I use this to store a huge table, where I can either set numbers to either true or false (0 or 1). I got some rather efficient methods to check if a bit is set and to set a bit (only using bitwise operators).

Now I need to iterate this table over and over to find the bits that are set to 0. Of course it would be rather efficient to only store the numbers I want to iterate over, so I don't need to check them all each time, but there are so many numbers that storing them in an ArrayList uses a lot of memory.

How can I efficiently iterate multiple times over the not set values in the bit array?

Upvotes: 1

Views: 1054

Answers (1)

Peter Lawrey
Peter Lawrey

Reputation: 533750

How can I efficiently iterate over this bit array?

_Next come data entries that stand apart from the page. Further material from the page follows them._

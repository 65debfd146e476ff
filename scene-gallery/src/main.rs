mod constants;
mod engine;
mod pages;
mod rpc;
mod ui;

use crate::engine::core::app_setup::create_app;

fn main() {
    let mut app = create_app();

    #[cfg(target_arch = "wasm32")]
    {
        wasm_bindgen_futures::spawn_local(async move {
            app.run();
        });
    }

    #[cfg(not(target_arch = "wasm32"))]
    {
        app.run();
    }
}
use bevy::math::Vec3;

/// Resting camera position for the solar system overview.
pub const DEFAULT_CAMERA_POSITION: Vec3 = Vec3::new(1.0, 8.0, 8.0);

/// Resting orbit target for the solar system overview.
pub const DEFAULT_CAMERA_TARGET: Vec3 = Vec3::ZERO;

/// The sun sits at the origin; follow offsets are measured from here.
pub const SUN_POSITION: Vec3 = Vec3::ZERO;

/// Fraction of the remaining distance covered per frame while following.
pub const FOLLOW_LERP_FACTOR: f32 = 0.05;

/// Fraction of the remaining distance covered per frame while resetting.
pub const RESET_LERP_FACTOR: f32 = 0.03;

/// Distance below which the reset animation snaps to the defaults.
pub const RESET_EPSILON: f32 = 0.1;

/// How far the camera stays on the sun side of a followed target.
pub const FOLLOW_DISTANCE: f32 = 4.0;

/// Fraction of the remaining orbit velocity applied per damped frame.
pub const ORBIT_DAMPING_FACTOR: f32 = 0.05;

/// Radians of orbit per pixel of mouse motion.
pub const ORBIT_ROTATE_SPEED: f32 = 0.005;

/// Relative dolly per scroll line.
pub const ORBIT_ZOOM_SPEED: f32 = 0.1;

/// Pitch is kept just short of the poles to avoid a degenerate look-at.
pub const ORBIT_MAX_PITCH: f32 = 1.55;
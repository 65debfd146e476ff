use bevy::image::{ImageLoaderSettings, ImageSampler};
use bevy::prelude::*;

use super::orbit_page_camera;
use crate::constants::path::DOOR_COLOR_TEXTURE;
use crate::engine::core::app_state::GalleryPage;
use crate::engine::scene::helpers::axes_helper;

const PAGE: GalleryPage = GalleryPage::Texture;

pub struct TexturePagePlugin;

impl Plugin for TexturePagePlugin {
    fn build(&self, app: &mut App) {
        app.add_systems(OnEnter(PAGE), spawn_texture_scene);
    }
}

/// Door texture on a box, sampled with nearest filtering so texels stay crisp.
fn spawn_texture_scene(
    mut commands: Commands,
    mut meshes: ResMut<Assets<Mesh>>,
    mut materials: ResMut<Assets<StandardMaterial>>,
    asset_server: Res<AssetServer>,
) {
    commands.spawn((
        orbit_page_camera(Vec3::new(1.0, 1.0, 4.0), Vec3::ZERO, 100.0, Color::BLACK),
        StateScoped(PAGE),
    ));

    let color: Handle<Image> =
        asset_server.load_with_settings(DOOR_COLOR_TEXTURE, |settings: &mut ImageLoaderSettings| {
            settings.sampler = ImageSampler::nearest();
        });

    commands.spawn((
        Mesh3d(meshes.add(Cuboid::new(1.0, 1.0, 1.0))),
        MeshMaterial3d(materials.add(StandardMaterial {
            base_color_texture: Some(color),
            unlit: true,
            ..default()
        })),
        StateScoped(PAGE),
    ));
    commands.spawn((axes_helper(&mut meshes, &mut materials, 2.0), StateScoped(PAGE)));
}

One way to do this is to use a BitSet. This will both scan a long[] examining 64-bits at a time but it's underlying methods are turned into intrinsics. i.e. single machine code instructions which are likely to be faster than anything you can write in Java.

If you really want to write this yourself, I suggest you look at how BitSet works and copy it's code. (Or use BitSet)

I suggest you have a look at the methods Long's numberOfLeadingZeros(long) numberOfTrailingZeros(long) bitCount(long)

An intrinsic is a method the JVM "recognizes" and replaces with specialised machine code instruction(s) This can make it much faster than copying the code and running the same code in Java.

How can I efficiently iterate multiple times over the not set values in the bit array?

In BitSet it uses the following loop

public int nextSetBit(int fromIndex) {
    if (fromIndex < 0)
        throw new IndexOutOfBoundsException("fromIndex < 0: " + fromIndex);

    checkInvariants();

    int u = wordIndex(fromIndex);
    if (u >= wordsInUse)
        return -1;

    long word = words[u] & (WORD_MASK << fromIndex);

    while (true) {
        if (word != 0)
            return (u * BITS_PER_WORD) + Long.numberOfTrailingZeros(word);
        if (++u == wordsInUse)
            return -1;
        word = words[u];
    }
}

Note: this is examining 64-bits in each iteration.